China is liberalising electricity pricing in an effort to address the ongoing power shortage across more than half the country and threatens to weigh on economic growth.

Industrial and commercial users will buy electricity at market prices and a direct power purchasing scheme that keeps costs artificially low for big users will be abolished, the National Development and Reform Commission (NDRC), the country’s top economic planner, said on Tuesday.

The direct power purchasing scheme allows local governments to force power generators into selling electricity to commercial users at prices cheaper than the fixed on-grid and retail prices set by the central government. The lower prices make power companies unprofitable amid rising costs for raw materials like thermal coal, therefore discouraging them from producing more electricity.

The NDRC said all electricity produced by coal-fired power will be sold via the market, compared to 70 per cent previously, without specifying when the changes would take effect.

Local governments will be also encouraged to introduce preferential policies to help micro and small businesses as well as individual-run businesses to ease the impact of higher electricity costs.

The reforms come as part of Beijing’s efforts to tackle widespread power shortages that have crippled industrial output and sparked debate about the effectiveness of the nation’s centrally-controlled electricity sector.

The power pricing reform will push up electricity bills for companies, in particular firms in the upstream industries, and drive higher the Producer Price Index (PPI), but it will have limited impact on the Consumer Price Index as power prices for residential and agricultural users will be maintained stable., Peng Shaozong, deputy director of the NDRC’s prices department, at a press conference.

These measures are conducive to improving the balance between supply and demand, will ease the operating difficulties of power generators and encourage them to increase supply, while also curbing excessive power consumption, Peng said.

The NDRC announcement came after Premier Li Keqiang said at a State Council meeting last week that electricity prices will be allowed to rise or drop by as much as 20 per cent against government benchmarks, compared with the current cap of 10 per cent and floor of 15 per cent, noting that energy-intensive companies are not subject to the 20 per cent cap.

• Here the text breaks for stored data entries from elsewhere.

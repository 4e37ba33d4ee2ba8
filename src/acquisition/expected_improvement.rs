//! Expected improvement over the best posterior mean at observed points.
//!
//! ```text
//! EI(x) = σ(x) [z Φ(z) + φ(z)],   z = (μ(x) - μ*) / σ(x)
//! ∇EI(x) = Φ(z) ∇μ(x) + φ(z) ∇σ(x)
//! ```
//!
//! `μ* = max_j μ(X_j)`. Where `σ(x)` is numerically zero EI is defined as
//! `0` with a zero gradient.
use ndarray::{Array1, ArrayView1};
use statrs::distribution::{Continuous, ContinuousCDF, Normal};

use crate::gp::{
    errors::{GpError, GpResult},
    posterior::Regressor,
};
use crate::optimization::{
    errors::OptResult,
    map_optimizer::{Grad, Theta},
    numerical_stability::GENERAL_TOL,
    two_phase::BoxObjective,
};

/// Standard normal CDF (`erfc`-based in statrs, accurate in both tails).
pub fn normal_cdf(z: f64) -> f64 {
    Normal::standard().cdf(z)
}

pub fn normal_pdf(z: f64) -> f64 {
    Normal::standard().pdf(z)
}

/// Largest posterior mean over the design columns.
///
/// # Errors
/// [`GpError::EmptyDesignMatrix`] when the regressor has no data.
pub fn best_observed_mean<R: Regressor>(regressor: &R) -> GpResult<f64> {
    let mut best: Option<f64> = None;
    for col in regressor.design_matrix().columns() {
        let mu = regressor.predict_mu(col)?;
        best = Some(best.map_or(mu, |b: f64| b.max(mu)));
    }
    best.ok_or(GpError::EmptyDesignMatrix)
}

/// EI bound to a regressor with `μ*` computed once.
pub struct ExpectedImprovement<'a, R> {
    regressor: &'a R,
    best: f64,
}

impl<'a, R: Regressor> ExpectedImprovement<'a, R> {
    pub fn new(regressor: &'a R) -> GpResult<Self> {
        Ok(Self { regressor, best: best_observed_mean(regressor)? })
    }

    pub fn best(&self) -> f64 {
        self.best
    }

    pub fn value_at(&self, x: ArrayView1<f64>) -> GpResult<f64> {
        let sigma = self.regressor.predict_sigma(x)?;
        if sigma < GENERAL_TOL {
            return Ok(0.0);
        }
        let z = (self.regressor.predict_mu(x)? - self.best) / sigma;
        Ok((sigma * (z * normal_cdf(z) + normal_pdf(z))).max(0.0))
    }

    pub fn grad_at(&self, x: ArrayView1<f64>) -> GpResult<Array1<f64>> {
        let sigma = self.regressor.predict_sigma(x)?;
        if sigma < GENERAL_TOL {
            return Ok(Array1::zeros(x.len()));
        }
        let z = (self.regressor.predict_mu(x)? - self.best) / sigma;
        let mu_g = self.regressor.predict_mu_grad(x)?;
        let sigma_g = self.regressor.predict_sigma_grad(x)?;
        Ok(mu_g * normal_cdf(z) + sigma_g * normal_pdf(z))
    }
}

impl<'a, R: Regressor> BoxObjective for ExpectedImprovement<'a, R> {
    fn value(&self, x: &Theta) -> OptResult<f64> {
        Ok(self.value_at(x.view())?)
    }

    fn grad(&self, x: &Theta) -> OptResult<Grad> {
        Ok(self.grad_at(x.view())?)
    }
}

#[cfg(test)]
mod tests {
    use super::*;
    use crate::gp::{hyperparams::KernelParams, regressor::GaussianProcessRegressor};
    use approx::assert_relative_eq;
    use finitediff::FiniteDiff;
    use ndarray::{Array2, array};

    fn regressor() -> GaussianProcessRegressor {
        let x = array![[0.1, 0.4, 0.75], [0.3, 0.9, 0.5]];
        let y = array![0.2, 0.6, -0.1];
        let params = KernelParams::new(0.5, 1e-4, array![0.3, 0.4]).unwrap();
        GaussianProcessRegressor::with_hyperparams(x, y, params).unwrap()
    }

    #[test]
    // Purpose
    // -------
    // The CDF/PDF helpers match textbook values.
    fn normal_helpers_match_reference_values() {
        assert_relative_eq!(normal_cdf(0.0), 0.5, epsilon = 1e-15);
        assert_relative_eq!(normal_cdf(1.959_963_984_540_054), 0.975, epsilon = 1e-10);
        assert_relative_eq!(normal_cdf(-1.0) + normal_cdf(1.0), 1.0, epsilon = 1e-12);
        assert_relative_eq!(
            normal_pdf(0.0),
            1.0 / (2.0 * std::f64::consts::PI).sqrt(),
            epsilon = 1e-15
        );
        assert!(normal_cdf(-40.0) >= 0.0);
    }

    #[test]
    // Purpose
    // -------
    // EI is non-negative over a grid of the unit square and μ* is the best
    // mean at the observed columns.
    fn expected_improvement_is_non_negative() {
        let r = regressor();
        let ei = ExpectedImprovement::new(&r).unwrap();
        assert_relative_eq!(ei.best(), r.predict_mu(array![0.4, 0.9].view()).unwrap());

        for i in 0..=10 {
            for j in 0..=10 {
                let x = array![i as f64 / 10.0, j as f64 / 10.0];
                let v = ei.value_at(x.view()).unwrap();
                assert!(v >= 0.0 && v.is_finite(), "EI({x}) = {v}");
            }
        }
    }

    #[test]
    // Purpose
    // -------
    // The analytic EI gradient matches central differences away from the
    // data.
    fn expected_improvement_gradient_matches_finite_differences() {
        let r = regressor();
        let ei = ExpectedImprovement::new(&r).unwrap();
        for x in [array![0.55, 0.2], array![0.25, 0.65], array![0.9, 0.9]] {
            let analytic = ei.grad_at(x.view()).unwrap();
            let fd = x.central_diff(&|z: &Array1<f64>| ei.value_at(z.view()).unwrap());
            for i in 0..2 {
                assert_relative_eq!(analytic[i], fd[i], epsilon = 1e-6, max_relative = 1e-4);
            }
        }
    }

    #[test]
    // Purpose
    // -------
    // Without data there is no incumbent mean.
    fn empty_regressor_has_no_best_mean() {
        let params = KernelParams::shared(0.5, 1e-4, 0.3, 2).unwrap();
        let r = GaussianProcessRegressor::with_hyperparams(Array2::zeros((2, 0)), array![], params)
            .unwrap();
        assert_eq!(best_observed_mean(&r).unwrap_err(), GpError::EmptyDesignMatrix);
    }
}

Skyrocketing coal prices have hit the country’s power generators hard, triggering energy rationing in at least 20 out of China’s 31 provincial-level jurisdictions.

China’s power production rose by 11 per cent year on year in the first eight months of the year, but its coal production grew by only 4 per cent over the same period, according to research by Macquarie Capital.

The NDRC said it hoped the higher costs for energy-intensive industries would push them to reduce “unreasonable energy consumption” and consider investments in efficiency.

Li Chengren, deputy director of the Institute of finance and audit at the State Grid Energy Research Institute, said floating the electricity price as much as 20 per cent would be enough to cover power companies’ surging coal costs.

Qin Yan, lead carbon analyst at financial data provider Refinitiv, said it could take some time before caps on electricity prices can be completely removed.

“The 20 per cent range is really just a start, since this is tiny compared to the 300 per cent rise in coal prices this year,” he said. “The main message is that power price shall fluctuate, this fundamentally shifts the mindset of generators and consumers.”